Com a folga económica que lhe permitiu o emprego, fundou a Ler Devagar no Bairro Alto em 1999, e um tempo depois pediu a demissão, recebendo uma compensação choruda. O que aconteceu por essa altura é aquilo a que chama o seu «acaso mágico». Continuou a trabalhar na agência como consultor, em part time. Ainda esteve três anos na empresa, e nos últimos dois voltou a ser integrado nos quadros, sendo promovido a director-geral. Ora, foi esta situação fortuita que, segundo Pinho, possibilitou os seus «devaneios» no mundo dos livros.
Este Astérix português não está sozinho, é apenas o rosto mais vísivel de toda uma aldeia que conta não apenas com portugueses, espanhóis, mas também com franceses e até norte-americanos. É díficil fazer um resumo de todas as actividades que tem desenvolvido a cooperativa a que Pinho preside. Chama-se Sociedade Anónima. Tem cento e tal accionistas, sendo ele o maioritário, com 62% das acções. O capital social, que inicialmente era de 10 mil euros, ronda hoje os 400 mil, e além das livrarias de que já falámos, o grupo fundou a Nouvellle Librairie Française, em Lisboa, mas desta apenas detém hoje cerca de 40% das acções.
Acontece que, nos últimos anos, e perante a crise no sector livreiro, Pinho fez a si mesmo o desafio de, por cada livraria que fechasse, tentar compensá-lo, abrindo duas. É um objectivo insano, mas ele reconhece que o seu percurso é o de um louco. Não um louco como os gauleses dizem que são loucos os romanos, não um megalómano mas um romântico. Quem quer que trabalhe hoje seriamente no sector dos livros sabe que, ou se fazem compromissos com o tal plano inclinado, ou a tarefa passa a ser a de resistir. Vencer não passa nestes dias por conquistar terreno ao império romano mas antes por não ceder um mílimetro aos seus avanços.
Pinho explica que os accionistas da tal Sociedade Anónima, que está por trás da marca Ler Devagar, é um grupo de amigos que sabem que nunca verão qualquer retorno do seu investimento. Só têm um privilégio, que Pinho adianta logo que não é nada de especial: 10% de desconto nas livrarias do grupo. Algo que a Fnac e a Bertand, como tantas outras livrarias também oferecem aos seus clientes. Aquilo que os accionistas partilham é um pouco desta saúde dos loucos, participando num projecto que tem defendido as aldeias que definem os limites do tal império.

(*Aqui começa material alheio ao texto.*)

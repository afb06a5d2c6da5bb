//! # Config Crate
//!
//! Centralized constants and static knowledge tables for the RVMAT toolchain.
//! Format defaults and the engine name lists live here so that the parser,
//! writer and validator agree on a single source of truth.
//!
//! ## Usage
//!
//! ```rust
//! use config::constants::{BINARY_SNIFF_LEN, DEFAULT_INDENT};
//! use config::tables::is_known_pixel_shader;
//!
//! assert_eq!(DEFAULT_INDENT, "    ");
//! assert_eq!(BINARY_SNIFF_LEN, 4096);
//! assert!(is_known_pixel_shader("Super"));
//! ```
//!
//! ## Design Principles
//!
//! - **Single Source of Truth**: Every literal shared between crates is defined once
//! - **Static Lookups**: Name tables are compile-time `phf` sets
//! - **Engine Compatible**: Names match what the engine's material loader accepts

pub mod constants;
pub mod tables;
//! # Validation
//!
//! Independent checks over a parsed [`Material`], producing a flat list of
//! [`Issue`]s in a stable order:
//!
//! 1. missing shader identifiers (when any stage exists)
//! 2. unknown shader identifiers
//! 3. color arrays without exactly four components
//! 4. texture file checks (extension, `..`, existence)
//! 5. unknown stage names
//! 6. UV wiring of stages without a texture generator
//! 7. duplicate stage names
//!
//! Procedural textures are checked separately through
//! [`validate_with_textures`] or [`TextureRef::validate`].
//!
//! ## Example
//!
//! ```rust
//! use rvmat::{parse, validate, Severity, ValidateOptions};
//!
//! let material = parse(b"class Stage1 { texture=\"a.paa\"; }; class Stage1 { };").unwrap();
//! let issues = validate(&material, &ValidateOptions::default());
//! assert_eq!(issues.iter().filter(|i| i.severity == Severity::Error).count(), 1);
//! ```

use crate::diagnostic::Issue;
use crate::material::Material;
use crate::options::{TextureValidateOptions, ValidateOptions};
use crate::texture::{PathResolver, TextureRef};
use config::constants::{MISSING_RESOURCE_CODE, TEXTURE_EXTENSIONS, UV_EXEMPT_STAGES, UV_FREE_SOURCES};
use config::tables;
use log::debug;
use std::collections::HashSet;
use std::path::Path;

// =============================================================================
// RESOURCE PROBE
// =============================================================================

/// Answers whether a resolved resource exists.
pub trait ResourceProbe {
    fn exists(&self, path: &Path) -> bool;
}

/// Probe backed by the local filesystem.
#[derive(Debug, Clone, Copy, Default)]
pub struct FsProbe;

impl ResourceProbe for FsProbe {
    fn exists(&self, path: &Path) -> bool {
        path.metadata().is_ok()
    }
}

// =============================================================================
// ENTRY POINTS
// =============================================================================

/// Validate a material, checking texture files on the local filesystem.
pub fn validate(material: &Material, options: &ValidateOptions) -> Vec<Issue> {
    validate_with_probe(material, options, &FsProbe)
}

/// Validate a material with a custom existence probe.
///
/// ## Parameters
///
/// - `material`: Material to check
/// - `options`: Which checks run
/// - `probe`: Used for texture file existence checks
pub fn validate_with_probe(
    material: &Material,
    options: &ValidateOptions,
    probe: &dyn ResourceProbe,
) -> Vec<Issue> {
    let mut issues = Vec::new();

    check_shaders_present(material, &mut issues);
    if options.shader_name_check {
        check_shader_names(material, &mut issues);
    }
    for (name, values) in material.color_fields() {
        check_color(name, values, &mut issues);
    }
    check_texture_files(material, options, probe, &mut issues);
    check_stage_wiring(material, options, &mut issues);
    check_duplicate_stages(material, &mut issues);

    debug!(
        "validated material with {} stages: {} issues",
        material.stages.len(),
        issues.len()
    );
    issues
}

/// Validate a material and, when `texture_options` is given, each stage's
/// texture reference. Texture issues carry the stage name in their path.
pub fn validate_with_textures(
    material: &Material,
    options: &ValidateOptions,
    texture_options: Option<&TextureValidateOptions>,
) -> Vec<Issue> {
    let mut issues = validate(material, options);
    let texture_options = match texture_options {
        Some(o) => o,
        None => return issues,
    };

    for stage in &material.stages {
        issues.extend(
            validate_texture(&stage.texture, texture_options)
                .into_iter()
                .map(|issue| issue.in_stage(&stage.name)),
        );
    }
    issues
}

// =============================================================================
// MATERIAL CHECKS
// =============================================================================

fn check_shaders_present(material: &Material, issues: &mut Vec<Issue>) {
    if material.stages.is_empty() {
        return;
    }
    if material.pixel_shader_id.is_empty() {
        issues.push(Issue::warning("PixelShaderID missing"));
    }
    if material.vertex_shader_id.is_empty() {
        issues.push(Issue::warning("VertexShaderID missing"));
    }
}

fn check_shader_names(material: &Material, issues: &mut Vec<Issue>) {
    let ps = &material.pixel_shader_id;
    if !ps.is_empty() && !tables::is_known_pixel_shader(ps) {
        issues.push(Issue::warning("unknown PixelShaderID").with_path(ps));
    }
    let vs = &material.vertex_shader_id;
    if !vs.is_empty() && !tables::is_known_vertex_shader(vs) {
        issues.push(Issue::warning("unknown VertexShaderID").with_path(vs));
    }
}

fn check_color(name: &str, values: &[f64], issues: &mut Vec<Issue>) {
    if !values.is_empty() && values.len() != 4 {
        issues.push(Issue::error("color must have 4 components").with_path(name));
    }
}

fn check_texture_files(
    material: &Material,
    options: &ValidateOptions,
    probe: &dyn ResourceProbe,
    issues: &mut Vec<Issue>,
) {
    let file_check = options.file_check_enabled();
    if !file_check && !options.extensions_check {
        return;
    }

    let resolver = PathResolver::new(options.game_root.as_str());
    for stage in &material.stages {
        let texture = &stage.texture;
        if texture.raw.is_empty() || texture.is_procedural() {
            continue;
        }
        let raw = texture.raw.as_str();

        if options.extensions_check && !has_texture_extension(raw) {
            issues.push(Issue::warning("unexpected texture extension").with_path(raw));
        }
        if raw.contains("..") {
            issues.push(Issue::warning("texture path contains '..'").with_path(raw));
        }
        if !file_check || is_excluded(raw, &options.exclude_paths) {
            continue;
        }
        if let Some(path) = resolver.resolve_path(raw) {
            if !probe.exists(&path) {
                issues.push(
                    Issue::warning("texture file not found")
                        .with_code(MISSING_RESOURCE_CODE)
                        .with_path(path.display().to_string()),
                );
            }
        }
    }
}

O livreiro conta que, ainda antes da Ler Devagar, o seu primeiro devaneio foi ter-se tornado director de um escola. Isto há quarenta anos. Continua envolvido na direcção até hoje. Como é que isto aconteceu? «Tinha filhos lá», conta Pinho. «Aquilo é uma associação de pais, uma IPSS, e na altura, apesar de ter apoios, a escola tinha pouco dinheiro, e a direcção convidava os pais a irem pintar a escola. Os que iam pintar, nas eleições seguintes, eram sempre convidados a fazer parte da direcção da escola, porque nunca havia gente para a direcção. Foi assim que entrei. Também foi assim que fui conhecendo outras pessoas, fazendo amizades que resistiram, e mais tarde estes amigos foram chamados a fazer parte deste outro projecto. Não é um circuito fechado, mas é um círculo de amigos.» Adianta que, embora não esteja relacionada com a Sociedade Anónima, muitos dos outros directores são também membros desta. E aqui está o ponto que marca a diferença nas aventuras em que Pinho se mete: ele arrasta atrás de si os amigos. Lembra que tudo começou com um grupo que se reunia nas férias na Bordeira – freguesia do concelho de Aljezur. Falando com Pinho, é fácil perceber como tantos o seguiram. A sua energia é infecciosa. Lembra que tudo só é possível porque estas pessoas, tal como ele, dão o seu trabalho sem obter remuneração.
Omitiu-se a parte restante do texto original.